DIRECTIONS FOR THIS TASK: The lines you return must be all those in the data that hold the string "insertion".

DATA RECORDS:
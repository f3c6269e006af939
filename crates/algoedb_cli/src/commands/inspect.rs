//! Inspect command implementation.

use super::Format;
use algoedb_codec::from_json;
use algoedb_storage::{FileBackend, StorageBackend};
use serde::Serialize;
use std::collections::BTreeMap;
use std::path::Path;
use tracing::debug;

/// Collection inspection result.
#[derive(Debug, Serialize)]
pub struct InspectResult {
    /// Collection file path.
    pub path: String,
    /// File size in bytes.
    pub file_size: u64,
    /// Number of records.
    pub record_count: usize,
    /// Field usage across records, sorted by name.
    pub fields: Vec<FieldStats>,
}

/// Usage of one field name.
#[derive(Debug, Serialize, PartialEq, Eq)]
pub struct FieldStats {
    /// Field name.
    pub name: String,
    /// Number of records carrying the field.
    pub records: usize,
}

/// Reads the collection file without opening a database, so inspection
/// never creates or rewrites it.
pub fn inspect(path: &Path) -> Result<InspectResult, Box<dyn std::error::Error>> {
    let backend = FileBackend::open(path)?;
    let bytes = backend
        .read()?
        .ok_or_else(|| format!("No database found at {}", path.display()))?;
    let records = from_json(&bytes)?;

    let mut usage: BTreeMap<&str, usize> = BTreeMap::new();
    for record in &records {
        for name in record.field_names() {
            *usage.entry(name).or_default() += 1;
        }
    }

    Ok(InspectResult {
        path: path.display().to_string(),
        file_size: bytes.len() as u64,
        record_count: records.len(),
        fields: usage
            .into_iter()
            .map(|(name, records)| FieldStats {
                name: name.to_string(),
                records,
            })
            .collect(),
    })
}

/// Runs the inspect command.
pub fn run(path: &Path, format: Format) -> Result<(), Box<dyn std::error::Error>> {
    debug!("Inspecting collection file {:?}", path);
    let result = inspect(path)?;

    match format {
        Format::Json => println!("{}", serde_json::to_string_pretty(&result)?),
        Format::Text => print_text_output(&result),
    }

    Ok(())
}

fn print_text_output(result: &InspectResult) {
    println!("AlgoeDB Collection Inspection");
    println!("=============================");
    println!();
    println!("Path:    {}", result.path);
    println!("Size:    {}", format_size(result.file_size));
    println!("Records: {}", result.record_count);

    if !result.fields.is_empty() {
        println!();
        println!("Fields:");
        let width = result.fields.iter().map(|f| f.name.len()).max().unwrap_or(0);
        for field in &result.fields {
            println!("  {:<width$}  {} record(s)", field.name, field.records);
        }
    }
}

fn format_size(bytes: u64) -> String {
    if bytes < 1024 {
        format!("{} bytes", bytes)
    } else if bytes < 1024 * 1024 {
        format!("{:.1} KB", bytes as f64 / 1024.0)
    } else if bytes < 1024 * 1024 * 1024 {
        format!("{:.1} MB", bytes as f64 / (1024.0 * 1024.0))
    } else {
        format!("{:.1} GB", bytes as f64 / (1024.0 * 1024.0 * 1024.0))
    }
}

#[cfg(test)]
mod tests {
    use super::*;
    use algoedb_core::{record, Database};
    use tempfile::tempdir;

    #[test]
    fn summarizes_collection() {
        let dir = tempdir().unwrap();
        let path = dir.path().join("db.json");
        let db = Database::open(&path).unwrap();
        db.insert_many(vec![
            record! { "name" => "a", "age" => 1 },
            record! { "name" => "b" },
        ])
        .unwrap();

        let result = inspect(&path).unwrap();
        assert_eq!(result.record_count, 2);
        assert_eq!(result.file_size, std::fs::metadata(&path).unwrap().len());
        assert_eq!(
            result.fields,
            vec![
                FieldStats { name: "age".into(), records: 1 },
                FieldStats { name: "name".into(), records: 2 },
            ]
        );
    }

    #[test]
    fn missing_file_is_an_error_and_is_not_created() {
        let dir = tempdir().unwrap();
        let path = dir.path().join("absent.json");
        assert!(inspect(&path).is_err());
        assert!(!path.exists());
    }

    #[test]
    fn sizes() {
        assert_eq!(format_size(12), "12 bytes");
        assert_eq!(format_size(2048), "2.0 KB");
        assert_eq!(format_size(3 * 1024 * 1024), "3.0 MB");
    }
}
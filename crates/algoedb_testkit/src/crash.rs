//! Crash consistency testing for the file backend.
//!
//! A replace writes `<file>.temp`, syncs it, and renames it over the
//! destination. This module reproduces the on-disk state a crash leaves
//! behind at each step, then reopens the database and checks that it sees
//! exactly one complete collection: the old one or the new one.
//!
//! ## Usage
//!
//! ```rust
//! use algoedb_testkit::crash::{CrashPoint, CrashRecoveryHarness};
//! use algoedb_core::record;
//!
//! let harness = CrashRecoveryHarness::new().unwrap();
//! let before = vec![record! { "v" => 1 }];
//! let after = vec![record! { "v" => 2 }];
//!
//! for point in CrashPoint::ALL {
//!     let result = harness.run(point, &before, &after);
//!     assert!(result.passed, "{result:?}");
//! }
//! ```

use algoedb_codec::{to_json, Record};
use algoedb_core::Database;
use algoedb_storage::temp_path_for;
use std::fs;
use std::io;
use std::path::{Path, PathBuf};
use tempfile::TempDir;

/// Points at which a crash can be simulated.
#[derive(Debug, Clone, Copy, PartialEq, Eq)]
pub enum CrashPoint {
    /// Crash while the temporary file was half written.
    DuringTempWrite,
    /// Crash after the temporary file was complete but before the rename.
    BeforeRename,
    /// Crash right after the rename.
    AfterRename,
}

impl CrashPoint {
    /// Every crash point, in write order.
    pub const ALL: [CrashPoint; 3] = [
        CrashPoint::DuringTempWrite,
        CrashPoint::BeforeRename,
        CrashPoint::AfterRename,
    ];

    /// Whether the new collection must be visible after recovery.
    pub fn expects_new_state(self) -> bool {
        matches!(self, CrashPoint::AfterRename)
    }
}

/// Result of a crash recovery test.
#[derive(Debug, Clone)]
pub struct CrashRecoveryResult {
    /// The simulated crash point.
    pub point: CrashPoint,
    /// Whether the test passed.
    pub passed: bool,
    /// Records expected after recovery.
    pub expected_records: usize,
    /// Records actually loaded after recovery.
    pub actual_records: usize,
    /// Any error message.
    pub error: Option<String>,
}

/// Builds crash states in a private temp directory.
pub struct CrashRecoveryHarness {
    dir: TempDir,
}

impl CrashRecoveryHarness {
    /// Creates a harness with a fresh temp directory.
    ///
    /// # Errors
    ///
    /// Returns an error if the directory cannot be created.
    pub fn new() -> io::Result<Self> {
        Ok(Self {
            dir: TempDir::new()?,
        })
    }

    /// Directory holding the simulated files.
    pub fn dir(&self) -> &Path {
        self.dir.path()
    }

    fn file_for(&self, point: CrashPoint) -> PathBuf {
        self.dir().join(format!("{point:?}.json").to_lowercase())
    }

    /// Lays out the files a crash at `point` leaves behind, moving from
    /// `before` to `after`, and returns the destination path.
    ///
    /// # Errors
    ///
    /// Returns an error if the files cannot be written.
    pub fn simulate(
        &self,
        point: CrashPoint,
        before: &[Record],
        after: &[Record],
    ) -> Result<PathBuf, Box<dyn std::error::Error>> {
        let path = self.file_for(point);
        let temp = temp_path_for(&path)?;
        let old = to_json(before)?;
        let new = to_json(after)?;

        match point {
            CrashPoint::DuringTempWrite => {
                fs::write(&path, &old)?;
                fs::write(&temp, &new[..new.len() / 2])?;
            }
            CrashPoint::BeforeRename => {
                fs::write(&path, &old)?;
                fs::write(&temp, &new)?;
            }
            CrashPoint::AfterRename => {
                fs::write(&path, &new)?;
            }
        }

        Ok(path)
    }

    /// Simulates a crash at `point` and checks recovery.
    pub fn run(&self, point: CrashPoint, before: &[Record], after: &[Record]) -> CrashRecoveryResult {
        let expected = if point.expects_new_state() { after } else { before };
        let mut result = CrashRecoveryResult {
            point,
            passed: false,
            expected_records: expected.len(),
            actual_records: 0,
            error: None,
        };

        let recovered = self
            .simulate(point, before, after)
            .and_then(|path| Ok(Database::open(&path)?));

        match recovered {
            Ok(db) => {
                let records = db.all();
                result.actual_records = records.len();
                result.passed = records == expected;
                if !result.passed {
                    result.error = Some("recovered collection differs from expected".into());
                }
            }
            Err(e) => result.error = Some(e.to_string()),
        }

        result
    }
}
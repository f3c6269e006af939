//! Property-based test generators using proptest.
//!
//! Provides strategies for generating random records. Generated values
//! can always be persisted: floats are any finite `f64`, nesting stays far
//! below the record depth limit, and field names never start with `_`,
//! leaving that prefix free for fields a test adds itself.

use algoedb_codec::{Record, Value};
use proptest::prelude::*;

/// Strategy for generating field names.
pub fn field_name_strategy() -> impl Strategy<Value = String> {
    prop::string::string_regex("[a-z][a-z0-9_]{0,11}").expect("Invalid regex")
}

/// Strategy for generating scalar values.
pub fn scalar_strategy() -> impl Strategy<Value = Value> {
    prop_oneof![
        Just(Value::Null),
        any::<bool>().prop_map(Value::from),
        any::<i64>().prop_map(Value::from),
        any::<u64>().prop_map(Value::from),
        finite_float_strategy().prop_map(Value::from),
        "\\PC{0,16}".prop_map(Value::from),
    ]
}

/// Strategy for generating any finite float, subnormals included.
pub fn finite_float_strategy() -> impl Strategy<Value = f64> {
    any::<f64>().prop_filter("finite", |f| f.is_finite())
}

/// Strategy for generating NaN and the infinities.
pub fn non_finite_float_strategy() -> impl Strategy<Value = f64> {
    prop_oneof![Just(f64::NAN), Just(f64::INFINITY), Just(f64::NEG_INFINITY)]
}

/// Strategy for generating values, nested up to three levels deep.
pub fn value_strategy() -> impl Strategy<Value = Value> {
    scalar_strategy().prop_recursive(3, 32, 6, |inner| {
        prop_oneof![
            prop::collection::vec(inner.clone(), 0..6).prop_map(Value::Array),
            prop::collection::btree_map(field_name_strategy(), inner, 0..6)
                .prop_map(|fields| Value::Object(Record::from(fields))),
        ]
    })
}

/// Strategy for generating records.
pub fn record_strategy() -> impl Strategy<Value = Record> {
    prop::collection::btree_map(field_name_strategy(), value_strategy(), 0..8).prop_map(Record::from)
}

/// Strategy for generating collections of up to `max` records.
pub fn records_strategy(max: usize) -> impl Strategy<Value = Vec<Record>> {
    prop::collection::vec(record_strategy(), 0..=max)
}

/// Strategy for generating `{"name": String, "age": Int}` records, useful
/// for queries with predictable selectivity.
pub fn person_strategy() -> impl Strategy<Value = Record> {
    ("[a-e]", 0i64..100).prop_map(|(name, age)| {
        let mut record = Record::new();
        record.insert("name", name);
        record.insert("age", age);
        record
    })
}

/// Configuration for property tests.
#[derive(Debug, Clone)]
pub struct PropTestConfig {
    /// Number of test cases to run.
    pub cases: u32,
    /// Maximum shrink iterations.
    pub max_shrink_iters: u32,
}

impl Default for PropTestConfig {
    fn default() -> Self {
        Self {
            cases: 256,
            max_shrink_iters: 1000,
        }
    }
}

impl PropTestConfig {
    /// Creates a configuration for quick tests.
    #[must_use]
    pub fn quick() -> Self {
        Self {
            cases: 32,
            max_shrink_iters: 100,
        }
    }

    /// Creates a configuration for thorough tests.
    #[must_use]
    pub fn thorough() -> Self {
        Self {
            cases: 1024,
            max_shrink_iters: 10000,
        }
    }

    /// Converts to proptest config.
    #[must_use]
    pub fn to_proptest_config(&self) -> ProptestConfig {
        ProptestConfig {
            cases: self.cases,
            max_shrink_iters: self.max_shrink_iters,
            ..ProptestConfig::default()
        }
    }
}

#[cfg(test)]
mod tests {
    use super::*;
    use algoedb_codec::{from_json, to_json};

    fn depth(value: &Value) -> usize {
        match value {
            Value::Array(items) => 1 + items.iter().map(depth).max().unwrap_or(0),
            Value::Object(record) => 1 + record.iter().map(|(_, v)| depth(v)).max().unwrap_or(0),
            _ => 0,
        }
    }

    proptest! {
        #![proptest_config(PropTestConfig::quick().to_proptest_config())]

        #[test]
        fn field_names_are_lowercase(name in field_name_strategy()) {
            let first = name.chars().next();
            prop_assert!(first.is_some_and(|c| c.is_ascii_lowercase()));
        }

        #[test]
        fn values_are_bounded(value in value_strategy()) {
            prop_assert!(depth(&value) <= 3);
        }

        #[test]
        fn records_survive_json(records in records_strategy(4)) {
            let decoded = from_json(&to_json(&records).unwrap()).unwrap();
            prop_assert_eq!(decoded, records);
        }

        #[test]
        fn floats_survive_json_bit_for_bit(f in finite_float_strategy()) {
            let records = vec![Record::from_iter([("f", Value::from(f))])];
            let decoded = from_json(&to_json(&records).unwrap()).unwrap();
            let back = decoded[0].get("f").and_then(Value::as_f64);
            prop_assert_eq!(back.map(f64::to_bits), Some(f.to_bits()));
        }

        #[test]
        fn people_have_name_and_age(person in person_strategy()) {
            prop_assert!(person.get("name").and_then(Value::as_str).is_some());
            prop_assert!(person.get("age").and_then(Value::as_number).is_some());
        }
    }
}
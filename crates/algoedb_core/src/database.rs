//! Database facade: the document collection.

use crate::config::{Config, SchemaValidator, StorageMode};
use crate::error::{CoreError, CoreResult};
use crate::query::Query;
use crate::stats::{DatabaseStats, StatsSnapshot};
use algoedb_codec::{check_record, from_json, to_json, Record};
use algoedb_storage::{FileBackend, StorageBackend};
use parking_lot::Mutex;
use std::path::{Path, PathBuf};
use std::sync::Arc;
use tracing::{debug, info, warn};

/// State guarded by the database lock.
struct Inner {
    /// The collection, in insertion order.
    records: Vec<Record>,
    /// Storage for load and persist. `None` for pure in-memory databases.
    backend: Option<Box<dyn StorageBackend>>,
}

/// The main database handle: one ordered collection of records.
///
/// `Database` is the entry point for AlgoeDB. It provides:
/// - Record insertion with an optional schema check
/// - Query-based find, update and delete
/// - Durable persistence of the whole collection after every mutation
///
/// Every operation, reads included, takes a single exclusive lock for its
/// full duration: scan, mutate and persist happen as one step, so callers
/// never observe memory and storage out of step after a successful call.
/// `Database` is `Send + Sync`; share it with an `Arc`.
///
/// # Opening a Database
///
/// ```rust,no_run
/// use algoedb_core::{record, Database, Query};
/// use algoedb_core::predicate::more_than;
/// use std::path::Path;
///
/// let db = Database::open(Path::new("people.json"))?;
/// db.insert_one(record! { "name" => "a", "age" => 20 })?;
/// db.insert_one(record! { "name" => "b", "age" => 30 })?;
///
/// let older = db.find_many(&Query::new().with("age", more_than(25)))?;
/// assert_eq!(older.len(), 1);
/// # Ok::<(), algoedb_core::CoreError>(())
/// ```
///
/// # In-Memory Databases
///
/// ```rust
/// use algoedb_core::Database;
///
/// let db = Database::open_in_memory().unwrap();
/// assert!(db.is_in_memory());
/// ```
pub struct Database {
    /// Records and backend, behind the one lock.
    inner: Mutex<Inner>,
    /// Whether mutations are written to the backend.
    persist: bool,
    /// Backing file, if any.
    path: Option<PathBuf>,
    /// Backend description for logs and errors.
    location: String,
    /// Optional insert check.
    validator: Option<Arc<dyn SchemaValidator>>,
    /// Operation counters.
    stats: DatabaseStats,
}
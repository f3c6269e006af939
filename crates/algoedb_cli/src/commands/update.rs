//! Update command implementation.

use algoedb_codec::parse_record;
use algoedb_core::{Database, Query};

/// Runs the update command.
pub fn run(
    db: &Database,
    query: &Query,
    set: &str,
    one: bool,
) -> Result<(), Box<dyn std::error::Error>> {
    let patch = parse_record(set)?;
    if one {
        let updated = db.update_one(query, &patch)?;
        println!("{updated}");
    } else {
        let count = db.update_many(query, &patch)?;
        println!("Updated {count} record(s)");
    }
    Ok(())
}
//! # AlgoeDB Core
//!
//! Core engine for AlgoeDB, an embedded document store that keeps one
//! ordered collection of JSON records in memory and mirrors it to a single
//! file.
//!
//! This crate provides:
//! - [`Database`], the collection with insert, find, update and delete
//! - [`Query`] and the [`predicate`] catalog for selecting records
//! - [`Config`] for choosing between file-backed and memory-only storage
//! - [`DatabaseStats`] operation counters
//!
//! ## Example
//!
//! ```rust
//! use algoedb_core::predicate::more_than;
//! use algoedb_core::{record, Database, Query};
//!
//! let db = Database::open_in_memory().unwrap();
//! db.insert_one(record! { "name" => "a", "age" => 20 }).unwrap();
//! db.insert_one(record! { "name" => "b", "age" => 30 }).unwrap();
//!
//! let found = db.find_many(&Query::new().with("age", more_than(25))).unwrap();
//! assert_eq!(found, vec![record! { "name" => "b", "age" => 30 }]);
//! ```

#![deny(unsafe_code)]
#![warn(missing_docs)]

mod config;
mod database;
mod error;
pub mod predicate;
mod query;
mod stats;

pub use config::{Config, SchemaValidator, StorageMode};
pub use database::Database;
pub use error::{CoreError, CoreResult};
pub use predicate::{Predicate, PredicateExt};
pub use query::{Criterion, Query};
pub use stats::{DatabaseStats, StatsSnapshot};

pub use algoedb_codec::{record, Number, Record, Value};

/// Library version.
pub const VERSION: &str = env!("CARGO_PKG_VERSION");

REPLY:
    /// The collection, in insertion order.
/// - Record insertion with an optional schema check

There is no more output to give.